### Prompt
Search the entries below for the string "struct" and give the number of lines that hold it, nothing else.

### Provided information

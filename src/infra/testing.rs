//! 测试用的步骤执行器替身

use async_trait::async_trait;
use std::collections::HashMap;
use std::sync::{Arc, Mutex};
use std::time::Duration;
use tokio::sync::Notify;

use super::command::{CommandError, StepExecution, StepRunner, TailBuffer};
use crate::domain::deploy::PipelineStep;

enum Behavior {
    Exit { code: i32, stderr: String },
    TimeOut,
    SpawnError,
}

/// 步骤内的暂停点：步骤开始时触发 `entered`，随后等待 `release`
#[derive(Clone, Default)]
pub struct StepGate {
    pub entered: Arc<Notify>,
    pub release: Arc<Notify>,
}

/// 记录每个被调用的步骤；未特别指定时一律成功
#[derive(Default)]
pub struct RecordingRunner {
    calls: Mutex<Vec<String>>,
    behaviors: HashMap<String, Behavior>,
    gates: HashMap<String, StepGate>,
}

impl RecordingRunner {
    pub fn new() -> Self {
        Self::default()
    }

    pub fn fail(mut self, step: &str, code: i32, stderr: &str) -> Self {
        self.behaviors.insert(
            step.to_string(),
            Behavior::Exit {
                code,
                stderr: stderr.to_string(),
            },
        );
        self
    }

    pub fn time_out(mut self, step: &str) -> Self {
        self.behaviors.insert(step.to_string(), Behavior::TimeOut);
        self
    }

    pub fn spawn_error(mut self, step: &str) -> Self {
        self.behaviors.insert(step.to_string(), Behavior::SpawnError);
        self
    }

    pub fn gate(mut self, step: &str, gate: StepGate) -> Self {
        self.gates.insert(step.to_string(), gate);
        self
    }

    pub fn calls(&self) -> Vec<String> {
        self.calls.lock().unwrap().clone()
    }

    pub fn take_calls(&self) -> Vec<String> {
        std::mem::take(&mut *self.calls.lock().unwrap())
    }
}

#[async_trait]
impl StepRunner for RecordingRunner {
    async fn run(
        &self,
        step: &PipelineStep,
        _timeout: Duration,
        stderr_limit: usize,
    ) -> Result<StepExecution, CommandError> {
        self.calls.lock().unwrap().push(step.name.clone());

        if let Some(gate) = self.gates.get(&step.name) {
            gate.entered.notify_one();
            gate.release.notified().await;
        }

        match self.behaviors.get(&step.name) {
            None => Ok(StepExecution {
                exit_code: Some(0),
                ..Default::default()
            }),
            Some(Behavior::Exit { code, stderr }) => {
                let mut tail = TailBuffer::new(stderr_limit);
                tail.push(stderr.as_bytes());
                Ok(StepExecution {
                    exit_code: Some(*code),
                    timed_out: false,
                    stderr_tail: tail.into_string(),
                })
            }
            Some(Behavior::TimeOut) => Ok(StepExecution {
                exit_code: None,
                timed_out: true,
                stderr_tail: String::new(),
            }),
            Some(Behavior::SpawnError) => Err(CommandError::SpawnFailed(std::io::Error::new(
                std::io::ErrorKind::NotFound,
                "program not found",
            ))),
        }
    }
}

### Your response
2